Sampling for Conditional Inference on Network Data
成果类型:
Article
署名作者:
Zhang, Jingfei; Chen, Yuguo
署名单位:
University of Illinois System; University of Illinois Urbana-Champaign
刊物名称:
JOURNAL OF THE AMERICAN STATISTICAL ASSOCIATION
ISSN/ISSBN:
0162-1459
DOI:
10.1080/01621459.2012.758587
发表日期:
2013
页码:
1295-1307
关键词:
Complex networks
social networks
0-1 matrices
graphs
distributions
enumeration
models
motifs
摘要:
Random graphs with given vertex degrees have been widely used as a model for many real-world complex networks. However, both statistical inference and analytic study of such networks present great challenges. In this article, we propose a new sequential importance sampling method for sampling networks with a given degree sequence.
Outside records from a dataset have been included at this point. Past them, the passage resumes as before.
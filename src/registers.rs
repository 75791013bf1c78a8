//! LTDC register map
//!
//! Byte offsets of the controller registers relative to the peripheral base,
//! and the bit fields the driver touches. Layer registers are given relative
//! to a layer base ([`LAYER1_BASE`] / [`LAYER2_BASE`]).
//!
//! Most configuration registers are *shadow* registers: writes are staged and
//! only take effect once a reload is requested through [`SRCR`].
//!
//! ## Example
//!
//! ```
//! use ltdc::registers;
//!
//! // Absolute offset of the foreground layer's pixel format register
//! let pfcr = registers::LAYER2_BASE + registers::LAYER_PFCR;
//! assert_eq!(pfcr, 0x114);
//! ```

// Global registers

/// Synchronization size configuration register
pub const SSCR: u32 = 0x08;
/// Back porch configuration register
pub const BPCR: u32 = 0x0C;
/// Active width configuration register
pub const AWCR: u32 = 0x10;
/// Total width configuration register
pub const TWCR: u32 = 0x14;
/// Global control register
pub const GCR: u32 = 0x18;
/// Shadow reload configuration register
pub const SRCR: u32 = 0x24;
/// Background color configuration register
pub const BCCR: u32 = 0x2C;
/// Interrupt enable register
pub const IER: u32 = 0x34;
/// Interrupt status register
pub const ISR: u32 = 0x38;
/// Interrupt clear register (write 1 to clear)
pub const ICR: u32 = 0x3C;
/// Line interrupt position configuration register
pub const LIPCR: u32 = 0x40;
/// Current position status register
pub const CPSR: u32 = 0x44;

// Layer register blocks

/// Register block of layer 1 (background)
pub const LAYER1_BASE: u32 = 0x84;
/// Register block of layer 2 (foreground)
pub const LAYER2_BASE: u32 = 0x104;

/// Layer control register
pub const LAYER_CR: u32 = 0x00;
/// Layer window horizontal position configuration register
pub const LAYER_WHPCR: u32 = 0x04;
/// Layer window vertical position configuration register
pub const LAYER_WVPCR: u32 = 0x08;
/// Layer color keying configuration register
pub const LAYER_CKCR: u32 = 0x0C;
/// Layer pixel format configuration register
pub const LAYER_PFCR: u32 = 0x10;
/// Layer constant alpha configuration register
pub const LAYER_CACR: u32 = 0x14;
/// Layer default color configuration register
pub const LAYER_DCCR: u32 = 0x18;
/// Layer blending factors configuration register
pub const LAYER_BFCR: u32 = 0x1C;
/// Layer color frame buffer address register
pub const LAYER_CFBAR: u32 = 0x28;
/// Layer color frame buffer length register
pub const LAYER_CFBLR: u32 = 0x2C;
/// Layer color frame buffer line number register
pub const LAYER_CFBLNR: u32 = 0x30;
/// Layer CLUT write register
pub const LAYER_CLUTWR: u32 = 0x40;

// Timing window fields (SSCR, BPCR, AWCR, TWCR share the layout)

/// Horizontal field of the timing registers (bits 27:16)
pub const TIMING_H_MASK: u32 = 0x0FFF_0000;
/// Horizontal field position
pub const TIMING_H_SHIFT: u32 = 16;
/// Vertical field of the timing registers (bits 10:0)
pub const TIMING_V_MASK: u32 = 0x0000_07FF;

// GCR bits

/// Controller enable
pub const GCR_LTDCEN: u32 = 1 << 0;
/// Dither enable
pub const GCR_DEN: u32 = 1 << 16;
/// Pixel clock polarity
pub const GCR_PCPOL: u32 = 1 << 28;
/// Data enable polarity
pub const GCR_DEPOL: u32 = 1 << 29;
/// Vertical sync polarity
pub const GCR_VSPOL: u32 = 1 << 30;
/// Horizontal sync polarity
pub const GCR_HSPOL: u32 = 1 << 31;
/// All bits exposed through the global enable flags
pub const GCR_FLAGS_MASK: u32 =
    GCR_LTDCEN | GCR_DEN | GCR_PCPOL | GCR_DEPOL | GCR_VSPOL | GCR_HSPOL;

// SRCR bits

/// Immediate reload
pub const SRCR_IMR: u32 = 1 << 0;
/// Reload at the next vertical blanking period
pub const SRCR_VBR: u32 = 1 << 1;

// IER / ISR / ICR bits share positions

/// Line interrupt
pub const INT_LINE: u32 = 1 << 0;
/// FIFO underrun interrupt
pub const INT_FIFO_UNDERRUN: u32 = 1 << 1;
/// Transfer error interrupt
pub const INT_TRANSFER_ERROR: u32 = 1 << 2;
/// Register reload interrupt
pub const INT_RELOAD: u32 = 1 << 3;

/// 24-bit RGB field of BCCR, CKCR and CLUTWR
pub const RGB_MASK: u32 = 0x00FF_FFFF;
/// Line interrupt position field of LIPCR
pub const LIPCR_MASK: u32 = 0x7FF;
/// X field of CPSR (bits 31:16)
pub const CPSR_X_SHIFT: u32 = 16;
/// Y field of CPSR (bits 15:0)
pub const CPSR_Y_MASK: u32 = 0xFFFF;

// Layer CR bits

/// Layer enable
pub const LAYER_CR_LEN: u32 = 1 << 0;
/// Color keying enable
pub const LAYER_CR_COLKEN: u32 = 1 << 1;
/// Color look-up table enable
pub const LAYER_CR_CLUTEN: u32 = 1 << 4;
/// All bits exposed through the layer enable flags
pub const LAYER_CR_FLAGS_MASK: u32 = LAYER_CR_LEN | LAYER_CR_COLKEN | LAYER_CR_CLUTEN;

// Layer window fields

/// Window start field (horizontal 11:0, vertical 10:0)
pub const LAYER_WHPCR_START_MASK: u32 = 0x0000_0FFF;
/// Horizontal window stop field
pub const LAYER_WHPCR_STOP_MASK: u32 = 0x0FFF_0000;
/// Vertical window start field
pub const LAYER_WVPCR_START_MASK: u32 = 0x0000_07FF;
/// Vertical window stop field
pub const LAYER_WVPCR_STOP_MASK: u32 = 0x07FF_0000;
/// Window stop field position
pub const WINDOW_STOP_SHIFT: u32 = 16;

/// Pixel format field
pub const LAYER_PFCR_PF_MASK: u32 = 0x7;
/// Constant alpha field
pub const LAYER_CACR_CONSTA_MASK: u32 = 0xFF;

/// Blending factor 1 field (bits 10:8)
pub const LAYER_BFCR_BF1_MASK: u32 = 0x0700;
/// Blending factor 1 position
pub const LAYER_BFCR_BF1_SHIFT: u32 = 8;
/// Blending factor 2 field (bits 2:0)
pub const LAYER_BFCR_BF2_MASK: u32 = 0x0007;

/// Frame buffer pitch field of CFBLR
pub const LAYER_CFBLR_CFBP_MASK: u32 = 0x1FFF_0000;
/// Frame buffer pitch position
pub const LAYER_CFBLR_CFBP_SHIFT: u32 = 16;
/// Frame buffer line length field of CFBLR
pub const LAYER_CFBLR_CFBLL_MASK: u32 = 0x0000_1FFF;
/// Extra bytes the hardware expects on top of the line size
pub const LINE_LENGTH_PADDING: u32 = 3;
/// Frame buffer line number field
pub const LAYER_CFBLNR_MASK: u32 = 0x7FF;

/// Palette slot position in CLUTWR
pub const LAYER_CLUTWR_SLOT_SHIFT: u32 = 24;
These samples can be used to approximate closely the null distributions of a number of test statistics involved in such networks and provide an accurate estimate of the total number of networks with given vertex degrees. We study the asymptotic behavior of the proposed algorithm and prove that the importance weight remains bounded as the size of the graph grows. This property guarantees that the proposed sampling algorithm can still work efficiently even for large sparse graphs. We apply our method to a range of examples to demonstrate its efficiency in real problems.